Current COVID-19 vaccines prevent the person receiving them from getting sick, especially very sick, and needing to enter an intensive care unit. However, it is still unknown whether or to what extent those approved so far also protect against transmission of the virus. That is, a vaccinated person could become infected without developing serious symptoms, but continue to infect.
EU governments now compete with each other for COVID-19 vaccines
Therefore, despite having received the vaccine, one must follow with all the protection measures to avoid contagion: use of face mask, washing hands, distance security and ventilation of closed spaces. “We do not get tired of repeating it,” he says. Sonia Zuniga, virologist at the National Center for Biotechnology of the Higher Council for Scientific Research (CNB-CSIC).
Vaccines approved in Europe are capable of inducing a good immune response and they generally have very high degrees of effectiveness. But in clinical trials to demonstrate its efficacy and safety, it has only been observed if the drug prevents COVID-19 and protects people who are at higher risk of complications, no data has been published on whether they also stop the transmission of the virus .
The evidence on immunity
The results of the trials published so far show that, on the one hand, vaccines contribute to the immune system making neutralizing antibodies, part of the IgG immunoglobulins detected by serological tests. And, on the other hand, they also activate specific cells of the immune system – the T lymphocytes-, training them to be able to attack SARS-CoV-2 in case of infection.
This immune deployment prevents the virus from attacking the lungs, where it takes up residence and causes severe acute respiratory syndrome pneumonia. But there is a lack of data to know if vaccines also induce a similar immunity in the mucous membranes, where the virus ‘sneaks’ into the body.
In the nose and throat live another type of antibodies, IgA immunoglobulins, which ‘sweep’ the entry of respiratory viruses, such as SARS-CoV-2. If the virus colonizes the upper respiratory system, the pathogen is able to survive, even though it does not cause severe forms of COVID-19. That is why it is so important to maintain the use of masks, hand washing, distances and ventilation, which minimize the risk that the nose continues to be a source of contagion for other people.
In the animal studies there is also no protection against virus infection in the nasal passages, suggesting that transmission may continue. The pathogen survived in the noses of vaccinated non-human primates and subsequently exposed to the virus, despite the fact that the viral load was lower than in non-vaccinated ones, according to preclinical studies by Moderna.

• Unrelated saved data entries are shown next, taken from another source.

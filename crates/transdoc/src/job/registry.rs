//! Job registry: the single source of truth for known translation jobs.

use std::collections::HashSet;
use std::sync::{Arc, RwLock, RwLockReadGuard, RwLockWriteGuard};

use crate::error::RegistryError;
use crate::job::model::{JobPatch, JobStatus, TranslationJob};

/// A job taken out of the registry, kept so the removal can be undone.
#[derive(Debug, Clone, PartialEq)]
pub struct RemovedJob {
    pub job: TranslationJob,
    /// Index the job occupied before removal.
    pub position: usize,
}

/// Per-status totals.
#[derive(Debug, Clone, Copy, Default, PartialEq, Eq)]
pub struct JobCounts {
    pub pending: usize,
    pub processing: usize,
    pub completed: usize,
    pub failed: usize,
}

impl JobCounts {
    pub fn in_flight(&self) -> usize {
        self.pending + self.processing
    }
}

/// Ordered collection of jobs, most recent first. Ids are unique.
#[derive(Debug, Default, Clone)]
pub struct JobRegistry {
    jobs: Vec<TranslationJob>,
    ids: HashSet<String>,
}

impl JobRegistry {
    pub fn new() -> Self {
        Self::default()
    }

    /// Adds a job at the head.
    ///
    /// Status updates for known jobs go through [`JobRegistry::upsert`].
    pub fn insert(&mut self, job: TranslationJob) -> Result<(), RegistryError> {
        if self.ids.contains(&job.id) {
            return Err(RegistryError::DuplicateId(job.id));
        }
        self.ids.insert(job.id.clone());
        self.jobs.insert(0, job);
        Ok(())
    }

    /// Merges `patch` into the job with `id` and returns its previous status.
    pub fn upsert(&mut self, id: &str, patch: &JobPatch) -> Result<JobStatus, RegistryError> {
        let job = self
            .jobs
            .iter_mut()
            .find(|job| job.id == id)
            .ok_or_else(|| RegistryError::NotFound(id.to_string()))?;

        let previous = job.status();
        job.apply(patch);
        Ok(previous)
    }

    /// Deletes the job with `id`.
    pub fn remove(&mut self, id: &str) -> Result<RemovedJob, RegistryError> {
        let position = self
            .jobs
            .iter()
            .position(|job| job.id == id)
            .ok_or_else(|| RegistryError::NotFound(id.to_string()))?;

        let job = self.jobs.remove(position);
        self.ids.remove(&job.id);
        Ok(RemovedJob { job, position })
    }

    /// Puts a removed job back where it was (rollback of an optimistic removal).
    pub fn restore(&mut self, removed: RemovedJob) -> Result<(), RegistryError> {
        if self.ids.contains(&removed.job.id) {
            return Err(RegistryError::DuplicateId(removed.job.id));
        }
        let position = removed.position.min(self.jobs.len());
        self.ids.insert(removed.job.id.clone());
        self.jobs.insert(position, removed.job);
        Ok(())
    }

    /// Returns a lazy view over the jobs matching `predicate`.
    pub fn filter<P>(&self, predicate: P) -> JobView<'_, P>
    where
        P: Fn(&TranslationJob) -> bool,
    {
        JobView {
            jobs: &self.jobs,
            predicate,
        }
    }

    pub fn get(&self, id: &str) -> Option<&TranslationJob> {
        self.jobs.iter().find(|job| job.id == id)
    }

    pub fn contains(&self, id: &str) -> bool {
        self.ids.contains(id)
    }

    pub fn iter(&self) -> std::slice::Iter<'_, TranslationJob> {
        self.jobs.iter()
    }

    pub fn len(&self) -> usize {
        self.jobs.len()
    }

    pub fn is_empty(&self) -> bool {
        self.jobs.is_empty()
    }

    /// Ids and statuses of jobs that still need polling.
    pub fn non_terminal(&self) -> Vec<(String, JobStatus)> {
        self.jobs
            .iter()
            .filter(|job| !job.is_finished())
            .map(|job| (job.id.clone(), job.status()))
            .collect()
    }

    pub fn has_non_terminal(&self) -> bool {
        self.jobs.iter().any(|job| !job.is_finished())
    }

    pub fn counts(&self) -> JobCounts {
        let mut counts = JobCounts::default();
        for job in &self.jobs {
            match job.status() {
                JobStatus::Pending => counts.pending += 1,
                JobStatus::Processing => counts.processing += 1,
                JobStatus::Completed => counts.completed += 1,
                JobStatus::Failed => counts.failed += 1,
            }
        }
        counts
    }

    pub fn clear(&mut self) {
        self.jobs.clear();
        self.ids.clear();
    }
}

/// Restartable, read-only view over a filtered registry.
pub struct JobView<'a, P> {
    jobs: &'a [TranslationJob],
    predicate: P,
}

impl<'a, P> JobView<'a, P>
where
    P: Fn(&TranslationJob) -> bool,
{
    /// Starts a fresh pass over the matching jobs.
    pub fn iter(&self) -> impl Iterator<Item = &'a TranslationJob> + '_ {
        self.jobs.iter().filter(move |job| (self.predicate)(*job))
    }

    pub fn count(&self) -> usize {
        self.iter().count()
    }

    pub fn is_empty(&self) -> bool {
        self.iter().next().is_none()
    }

    pub fn to_vec(&self) -> Vec<TranslationJob> {
        self.iter().cloned().collect()
    }
}

/// Registry shared between the coordinator, the poller and the client state.
///
/// Guards are never held across an `.await`.
#[derive(Debug, Clone, Default)]
pub struct SharedRegistry {
    inner: Arc<RwLock<JobRegistry>>,
}

impl SharedRegistry {
    pub fn new() -> Self {
        Self::default()
    }

    pub fn read(&self) -> RwLockReadGuard<'_, JobRegistry> {
        match self.inner.read() {
            Ok(guard) => guard,
            Err(poisoned) => {
                log::warn!("Job registry lock was poisoned, recovering");
                poisoned.into_inner()
            }
        }
    }

    pub fn write(&self) -> RwLockWriteGuard<'_, JobRegistry> {
        match self.inner.write() {
            Ok(guard) => guard,
            Err(poisoned) => {
                log::warn!("Job registry lock was poisoned, recovering");
                poisoned.into_inner()
            }
        }
    }

    pub fn insert(&self, job: TranslationJob) -> Result<(), RegistryError> {
        self.write().insert(job)
    }

    pub fn upsert(&self, id: &str, patch: &JobPatch) -> Result<JobStatus, RegistryError> {
        self.write().upsert(id, patch)
    }

    pub fn remove(&self, id: &str) -> Result<RemovedJob, RegistryError> {
        self.write().remove(id)
    }

    pub fn restore(&self, removed: RemovedJob) -> Result<(), RegistryError> {
        self.write().restore(removed)
    }

    pub fn get(&self, id: &str) -> Option<TranslationJob> {
        self.read().get(id).cloned()
    }

    /// Snapshot of all jobs, most recent first.
    pub fn snapshot(&self) -> Vec<TranslationJob> {
        self.read().iter().cloned().collect()
    }

    pub fn non_terminal(&self) -> Vec<(String, JobStatus)> {
        self.read().non_terminal()
    }

    pub fn has_non_terminal(&self) -> bool {
        self.read().has_non_terminal()
    }

    pub fn counts(&self) -> JobCounts {
        self.read().counts()
    }

    pub fn len(&self) -> usize {
        self.read().len()
    }

    pub fn is_empty(&self) -> bool {
        self.read().is_empty()
    }

    pub fn clear(&self) {
        self.write().clear();
    }
}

“We do not know how much virus is transmissible,” he warns Beatriz Mothe, a specialist from the infectious diseases service and one of the researchers conducting the clinical trial of Janssen’s vaccine at the Germans Trias i Pujol Hospital, in Badalona. “In addition, we do not have information on the immunity that vaccines produce against the new variants,” he adds.
For his part, Zúñiga points out that preliminary data of vaccination in Israel, the country with the most advanced immunization plan, suggest that the transmission of the virus is declining, although it is still unknown if the vaccines prevent infections. “One possible explanation is that the viral load is lower and you are less likely to infect, although it is not yet clear,” he explains cautiously.
Vaccination prioritizes the elderly and vulnerable
The vaccines approved for now in Europe – which as of March 17 are those of Pfizer-BioNTech, Oxford-AstraZeneca, Moderna and Janssen – are administered by means of two punctures in the arm, separated by less than a month apart. “Intramuscular vaccination is not the most appropriate to induce mucosal immunity and IgA production,” says Zúñiga. The expert adds that a vaccine for intranasal and oral administration takes much longer to develop than the current ones.
In Spain, as in many other countries, the vaccination strategy prioritizes vulnerable groups and the elderly, since age is the main risk factor for hospitalization and death. The reason for vaccinating priority groups, such as residents of non-institutionalized centers for the elderly and highly dependent, is to protect them from the most serious forms of COVID-19.
In conclusion, vaccines against COVID-19 prevent the most serious forms of the disease. Its objective is to reduce mortality from the virus and prevent the health system from collapsing. For this reason, even though a person has received the vaccine, they must continue to maintain all protective measures.